• Provided data:
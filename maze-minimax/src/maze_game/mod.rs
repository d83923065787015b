//! The ladder maze as a [GameModel](crate::GameModel)
//!
//! [GameState] is the value that gets passed around between agents every tick, and [MazeGame]
//! bundles the walkability of the level with the evaluation weights so the strategies can ask it
//! about legal moves, successors and scores.

mod state;
pub use state::{GameState, PositionKey};

mod evaluation;
pub use evaluation::{shortest_distance, EvaluationWeights};

mod rules;
pub use rules::MazeGame;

• What this task involves: Above are the records; retype every one exactly.

• The completed task:
filename maze-minimax/src/maze_game/mod.rs
repository d83923065787015b
//! The ladder maze as a [GameModel](crate::GameModel)
//!
//! [GameState] is the value that gets passed around between agents every tick, and [MazeGame]
//! bundles the walkability of the level with the evaluation weights so the strategies can ask it
//! about legal moves, successors and scores.

mod state;
pub use state::{GameState, PositionKey};

mod evaluation;
pub use evaluation::{shortest_distance, EvaluationWeights};

mod rules;
pub use rules::MazeGame;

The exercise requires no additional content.